More, though, needs to be said. While demonstrations against racist police murder are totally justified, and their militant defence against police attack is necessary, they are insufficient. We need a more effective way of striking back than to pit our bodies against their tear gas, capsicum spray, riot gear and armoured vehicles. If this is the limit of our tactics, we will eventually be driven off the streets by the weight of overwhelming violence. There is another way.
Bus drivers in Minneapolis and New York have refused to transport police to demonstrations or to transport arrested demonstrators to police stations. The Minneapolis Federation of Teachers issued a statement condemning the murder of George Floyd, as has the Atwood Centre, which organises Amazon warehouse workers locally. These actions are the tip of the iceberg of workers’ power: the ability of workers to take action in the workplace that cuts off the flow of profits or directly deprives police of the ability to use murderous violence. This needs to be built on.

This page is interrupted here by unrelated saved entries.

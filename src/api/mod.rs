//! API layer - HTTP endpoints

pub mod accounts;
pub mod health;
pub mod profiles;
pub mod router;
pub mod state;
pub mod types;

pub use router::create_router_with_state;
pub use state::AppState;
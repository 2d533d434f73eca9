//! Password hashing utilities using Argon2

use argon2::{
    password_hash::{
        rand_core::OsRng, PasswordHash, PasswordHasher as Argon2PasswordHasher, PasswordVerifier,
        SaltString,
    },
    Argon2,
};
use std::fmt::Debug;

use crate::domain::DomainError;

/// Trait for password hashing operations
#[cfg_attr(test, mockall::automock)]
pub trait PasswordHasher: Send + Sync + Debug {
    /// Hash a password
    fn hash(&self, password: &str) -> Result<String, DomainError>;

    /// Verify a password against a hash
    fn verify(&self, password: &str, hash: &str) -> bool;
}

/// Argon2-based password hasher
#[derive(Debug, Clone, Default)]
pub struct Argon2Hasher;

impl Argon2Hasher {
    /// Create a new Argon2 hasher
    pub fn new() -> Self {
        Self
    }
}

impl PasswordHasher for Argon2Hasher {
    fn hash(&self, password: &str) -> Result<String, DomainError> {
        let salt = SaltString::generate(&mut OsRng);

        Argon2::default()
            .hash_password(password.as_bytes(), &salt)
            .map(|hash| hash.to_string())
            .map_err(|e| DomainError::internal(format!("Failed to hash password: {}", e)))
    }

    fn verify(&self, password: &str, hash: &str) -> bool {
        // Unusable markers and legacy formats fail to parse and never verify
        let Ok(parsed_hash) = PasswordHash::new(hash) else {
            return false;
        };

        Argon2::default()
            .verify_password(password.as_bytes(), &parsed_hash)
            .is_ok()
    }
}

#[cfg(test)]
mod tests {
    use super::*;
    use crate::domain::account::UNUSABLE_PASSWORD_PREFIX;

    #[test]
    fn test_hash_and_verify() {
        let hasher = Argon2Hasher::new();
        let hash = hasher.hash("P@55w0rd").unwrap();

        assert!(hash.starts_with("$argon2"));
        assert!(hasher.verify("P@55w0rd", &hash));
        assert!(!hasher.verify("p@55w0rd", &hash));
    }

    #[test]
    fn test_hash_is_salted() {
        let hasher = Argon2Hasher::new();

        let hash1 = hasher.hash("P@55w0rd").unwrap();
        let hash2 = hasher.hash("P@55w0rd").unwrap();

        assert_ne!(hash1, hash2);
        assert!(hasher.verify("P@55w0rd", &hash1));
        assert!(hasher.verify("P@55w0rd", &hash2));
    }

    #[test]
    fn test_unusable_hash_never_verifies() {
        let hasher = Argon2Hasher::new();
        let unusable = format!("{}abcdef", UNUSABLE_PASSWORD_PREFIX);

        assert!(!hasher.verify("", &unusable));
        assert!(!hasher.verify("P@55w0rd", ""));
        assert!(!hasher.verify("P@55w0rd", "plaintext"));
    }
}
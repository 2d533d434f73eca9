//! Profile domain
//!
//! Personal information attached one-to-one to an account.

mod entity;
mod repository;
mod validation;

pub use entity::{AccountProfile, ProfileDetails, DEFAULT_PROFILE_PIC};
pub use repository::ProfileRepository;
pub use validation::{
    validate_description, validate_email, validate_first_name, validate_last_name,
    validate_phone, ProfileValidationError, MAX_DESCRIPTION_LENGTH, MAX_EMAIL_LENGTH,
    MAX_NAME_LENGTH,
};
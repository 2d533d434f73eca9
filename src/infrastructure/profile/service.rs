//! Profile service for managing the personal information of accounts

use std::sync::Arc;

use tracing::{debug, info};

use crate::domain::account::{Account, AccountRepository};
use crate::domain::profile::{AccountProfile, ProfileDetails, ProfileRepository};
use crate::domain::DomainError;

/// Profile service
#[derive(Debug)]
pub struct ProfileService<P: ProfileRepository, A: AccountRepository> {
    repository: Arc<P>,
    accounts: Arc<A>,
}

impl<P: ProfileRepository, A: AccountRepository> ProfileService<P, A> {
    /// Create a new profile service
    pub fn new(repository: Arc<P>, accounts: Arc<A>) -> Self {
        Self {
            repository,
            accounts,
        }
    }

    async fn require_account(&self, username: &str) -> Result<Account, DomainError> {
        self.accounts
            .get(username)
            .await?
            .ok_or_else(|| DomainError::not_found(format!("Account '{}' not found", username)))
    }

    async fn require(&self, username: &str) -> Result<AccountProfile, DomainError> {
        self.repository.get(username).await?.ok_or_else(|| {
            DomainError::not_found(format!("Profile for account '{}' not found", username))
        })
    }

    async fn ensure_email_free(&self, email: &str, owner: &str) -> Result<(), DomainError> {
        match self.repository.get_by_email(email).await? {
            Some(existing) if existing.account() != owner => Err(DomainError::conflict(format!(
                "Email '{}' is already in use",
                email
            ))),
            _ => Ok(()),
        }
    }

    /// Create the profile of an existing account
    pub async fn create(
        &self,
        username: &str,
        details: ProfileDetails,
    ) -> Result<AccountProfile, DomainError> {
        let account = self.require_account(username).await?;

        details
            .validate()
            .map_err(|e| DomainError::validation(e.to_string()))?;

        if self.repository.get(account.username()).await?.is_some() {
            return Err(DomainError::conflict(format!(
                "Account '{}' already has a profile",
                account.username()
            )));
        }

        self.ensure_email_free(&details.email, account.username())
            .await?;

        let profile = self
            .repository
            .create(AccountProfile::new(&account, details))
            .await?;
        info!(account = %profile.account(), "Profile created");

        Ok(profile)
    }

    /// Get the profile of an account
    pub async fn get(&self, username: &str) -> Result<Option<AccountProfile>, DomainError> {
        self.repository.get(username).await
    }

    /// Get a profile by slug, whatever its visibility
    pub async fn get_by_slug(&self, slug: &str) -> Result<Option<AccountProfile>, DomainError> {
        self.repository.get_by_slug(slug).await
    }

    /// Get a profile by slug only when it is public
    pub async fn get_public(&self, slug: &str) -> Result<Option<AccountProfile>, DomainError> {
        let profile = self.repository.get_by_slug(slug).await?;

        Ok(profile.filter(AccountProfile::is_public))
    }

    /// List every profile
    pub async fn list(&self) -> Result<Vec<AccountProfile>, DomainError> {
        self.repository.list(false).await
    }

    /// List public profiles
    pub async fn list_public(&self) -> Result<Vec<AccountProfile>, DomainError> {
        self.repository.list(true).await
    }

    /// Replace the editable fields of a profile
    pub async fn update(
        &self,
        username: &str,
        details: ProfileDetails,
    ) -> Result<AccountProfile, DomainError> {
        let account = self.require_account(username).await?;
        let mut profile = self.require(username).await?;

        details
            .validate()
            .map_err(|e| DomainError::validation(e.to_string()))?;

        self.ensure_email_free(&details.email, username).await?;

        profile.set_details(details);
        profile.sync_slug(&account);

        let profile = self.repository.update(&profile).await?;
        debug!(account = %username, "Profile updated");

        Ok(profile)
    }

    /// Point the profile picture at an uploaded file
    pub async fn set_profile_pic(
        &self,
        username: &str,
        filename: &str,
    ) -> Result<AccountProfile, DomainError> {
        let mut profile = self.require(username).await?;

        let path = profile.profile_pic_upload_path(filename);
        profile.set_profile_pic(Some(path));

        self.repository.update(&profile).await
    }

    /// Delete the profile of an account
    pub async fn delete(&self, username: &str) -> Result<bool, DomainError> {
        let deleted = self.repository.delete(username).await?;

        if deleted {
            info!(account = %username, "Profile deleted");
        }

        Ok(deleted)
    }

    /// Profile of the most recently joined account
    pub async fn latest(&self) -> Result<Option<AccountProfile>, DomainError> {
        let accounts = self.accounts.list(None).await?;

        for account in accounts.iter().rev() {
            if let Some(profile) = self.repository.get(account.username()).await? {
                return Ok(Some(profile));
            }
        }

        Ok(None)
    }
}

#[cfg(test)]
mod tests {
    use super::*;
    use crate::domain::account::{AccountFlags, AccountId};
    use crate::infrastructure::account::InMemoryAccountRepository;
    use crate::infrastructure::profile::InMemoryProfileRepository;
    use chrono::{Duration, Utc};

    type TestService = ProfileService<InMemoryProfileRepository, InMemoryAccountRepository>;

    fn details(first: &str, last: &str, email: &str) -> ProfileDetails {
        ProfileDetails {
            first_name: first.to_string(),
            last_name: last.to_string(),
            email: email.to_string(),
            phone: Some("+18044448888".to_string()),
            description: Some("I am a pot grower!".to_string()),
            is_public: false,
        }
    }

    fn normal_details() -> ProfileDetails {
        details("Normal", "User", "normaluser@test.dev")
    }

    async fn create_service(usernames: &[&str]) -> TestService {
        let accounts = Arc::new(InMemoryAccountRepository::new());

        for username in usernames {
            accounts
                .create(Account::new(*username, "hash", AccountFlags::default()))
                .await
                .unwrap();
        }

        ProfileService::new(Arc::new(InMemoryProfileRepository::new()), accounts)
    }

    #[tokio::test]
    async fn test_profile_requires_account() {
        let service = create_service(&[]).await;

        let result = service.create("normie", normal_details()).await;
        assert!(matches!(result, Err(DomainError::NotFound { .. })));
    }

    #[tokio::test]
    async fn test_create_profile() {
        let service = create_service(&["normie"]).await;

        let profile = service.create("normie", normal_details()).await.unwrap();

        assert_eq!(profile.first_name(), "Normal");
        assert_eq!(profile.last_name(), "User");
        assert_eq!(profile.slug(), "normie");
        assert!(!profile.is_public());
        assert_eq!(profile.short_name(), "N User");
        assert_eq!(profile.full_name(), "Normal User");
        assert_eq!(profile.absolute_url(), "/profiles/normie/");
    }

    #[tokio::test]
    async fn test_create_validates_details() {
        let service = create_service(&["normie"]).await;

        let result = service
            .create("normie", details("Normal", "User", "not-an-email"))
            .await;
        assert!(matches!(result, Err(DomainError::Validation { .. })));

        let mut bad_phone = normal_details();
        bad_phone.phone = Some("555-1234".to_string());
        let result = service.create("normie", bad_phone).await;
        assert!(matches!(result, Err(DomainError::Validation { .. })));
    }

    #[tokio::test]
    async fn test_one_profile_per_account() {
        let service = create_service(&["normie"]).await;
        service.create("normie", normal_details()).await.unwrap();

        let result = service
            .create("normie", details("Other", "Name", "other@test.dev"))
            .await;
        assert!(matches!(result, Err(DomainError::Conflict { .. })));
    }

    #[tokio::test]
    async fn test_email_must_be_unique() {
        let service = create_service(&["normie", "staffuser"]).await;
        service.create("normie", normal_details()).await.unwrap();

        let result = service
            .create("staffuser", details("Staff", "User", "normaluser@test.dev"))
            .await;
        assert!(matches!(result, Err(DomainError::Conflict { .. })));
    }

    #[tokio::test]
    async fn test_public_visibility() {
        let service = create_service(&["normie", "staffuser"]).await;
        service.create("normie", normal_details()).await.unwrap();

        let mut public = details("Staff", "User", "staffuser@test.dev");
        public.is_public = true;
        service.create("staffuser", public).await.unwrap();

        assert!(service.get_public("normie").await.unwrap().is_none());
        assert!(service.get_by_slug("normie").await.unwrap().is_some());
        assert!(service.get_public("staffuser").await.unwrap().is_some());

        assert_eq!(service.list().await.unwrap().len(), 2);
        let public = service.list_public().await.unwrap();
        assert_eq!(public.len(), 1);
        assert_eq!(public[0].account(), "staffuser");
    }

    #[tokio::test]
    async fn test_update_profile() {
        let service = create_service(&["normie"]).await;
        service.create("normie", normal_details()).await.unwrap();

        let mut updated = details("Norma", "Grower", "norma@test.dev");
        updated.is_public = true;
        updated.phone = Some(String::new());

        let profile = service.update("normie", updated).await.unwrap();

        assert_eq!(profile.full_name(), "Norma Grower");
        assert_eq!(profile.email(), "norma@test.dev");
        assert!(profile.is_public());
        assert!(profile.phone().is_none());
    }

    #[tokio::test]
    async fn test_update_missing_profile() {
        let service = create_service(&["normie"]).await;

        let result = service.update("normie", normal_details()).await;
        assert!(matches!(result, Err(DomainError::NotFound { .. })));
    }

    #[tokio::test]
    async fn test_set_profile_pic() {
        let service = create_service(&["normie"]).await;
        service.create("normie", normal_details()).await.unwrap();

        let profile = service.set_profile_pic("normie", "me.jpg").await.unwrap();
        assert_eq!(profile.profile_pic(), Some("users/profile/normie/me.jpg"));
    }

    #[tokio::test]
    async fn test_delete() {
        let service = create_service(&["normie"]).await;
        service.create("normie", normal_details()).await.unwrap();

        assert!(service.delete("normie").await.unwrap());
        assert!(service.get("normie").await.unwrap().is_none());
        assert!(!service.delete("normie").await.unwrap());
    }

    #[tokio::test]
    async fn test_latest_follows_date_joined() {
        let accounts = Arc::new(InMemoryAccountRepository::with_accounts(vec![
            Account::restore(
                AccountId::generate(),
                "newcomer",
                "hash",
                AccountFlags::default(),
                Utc::now(),
                None,
            ),
            Account::restore(
                AccountId::generate(),
                "old_timer",
                "hash",
                AccountFlags::default(),
                Utc::now() - Duration::days(365),
                None,
            ),
        ]));
        let service = ProfileService::new(Arc::new(InMemoryProfileRepository::new()), accounts);

        assert!(service.latest().await.unwrap().is_none());

        service
            .create("old_timer", details("Old", "Timer", "old@test.dev"))
            .await
            .unwrap();
        assert_eq!(service.latest().await.unwrap().unwrap().account(), "old_timer");

        service
            .create("newcomer", details("New", "Comer", "new@test.dev"))
            .await
            .unwrap();
        assert_eq!(service.latest().await.unwrap().unwrap().account(), "newcomer");
    }
}
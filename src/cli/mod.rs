//! CLI module for SBXT accounts
//!
//! Subcommands:
//! - `serve`: run the HTTP API
//! - `migrate`: create the PostgreSQL tables
//! - `create-superuser`: create an administrator account

pub mod create_superuser;
pub mod migrate;
pub mod serve;

use clap::{Parser, Subcommand};

use crate::config::AppConfig;
use crate::infrastructure::logging;

/// SBXT accounts - user accounts and profiles
#[derive(Parser)]
#[command(name = "sbxt-accounts")]
#[command(version, about, long_about = None)]
pub struct Cli {
    #[command(subcommand)]
    pub command: Command,
}

#[derive(Subcommand)]
pub enum Command {
    /// Run the HTTP API server
    Serve,

    /// Apply PostgreSQL migrations
    Migrate,

    /// Create a superuser account
    CreateSuperuser(create_superuser::CreateSuperuserArgs),
}

/// Load `.env` and the layered configuration, then install logging
pub(crate) fn bootstrap() -> anyhow::Result<AppConfig> {
    dotenvy::dotenv().ok();

    let config = AppConfig::load()?;
    logging::init_logging(&logging::LoggingConfig::from(&config.logging));

    Ok(config)
}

The most effective response to racist cop terror is the action of organised workers. Murder by police should be responded to by a one-day general strike by all workers in the city concerned, organised through their local labour council (the day of the funeral would be an obvious occasion). All unions should have standing policies of non-cooperation with the police at demonstrations and the supply of tear gas, capsicum spray and other instruments of chemical warfare should be banned when police are engaged in violent suppression of a protest movement. And lastly, all police “unions” should be kicked out of the labour movement.
Why should workers do this? It’s not just because it’s morally right. The fight against racism is also in the clear material interests of the working class. To be able to win even the simplest bread and butter issue, workers need solidarity. The working class needs to be able to unite. Racism, though, is the number one weapon the capitalists use to divide the working class. White workers in the US might have relative privilege over Black workers, but racism has weakened working class organisation so much that real wages are virtually unchanged since the 1970s. The racism of white workers benefits the bosses, not themselves.
To achieve a principled stand against police violence, battle needs to be waged against the craven bureaucrats who preside over the current labour movement. In the US, they are a subordinate part of the Democratic Party, while here in Australia, they are the key backers of the Labor Party. In both countries they have, for most practical purposes, given up the use of the strike. Instead they have waged ever more pathetic and unsuccessful campaigns via other means. Their poisonous politics of class collaboration have resulted in decades of job destruction, erosion of conditions and, now, wage cuts. They are no more fit to win on bread and butter issues than they are to fight against racism.
The main task of Anarchists, therefore, is the same as always. We need to build rank and file organisation in the workplace and turn the union movement into fighting organisations. While our duty at the moment is to join the front lines defending indigenous people here and Black communities in the US, we must remain aware that our victory can only be achieved on another field. The fight against racism can only be won in the workplace. And the fight against racism will only be won when the working class make a revolution against capitalism.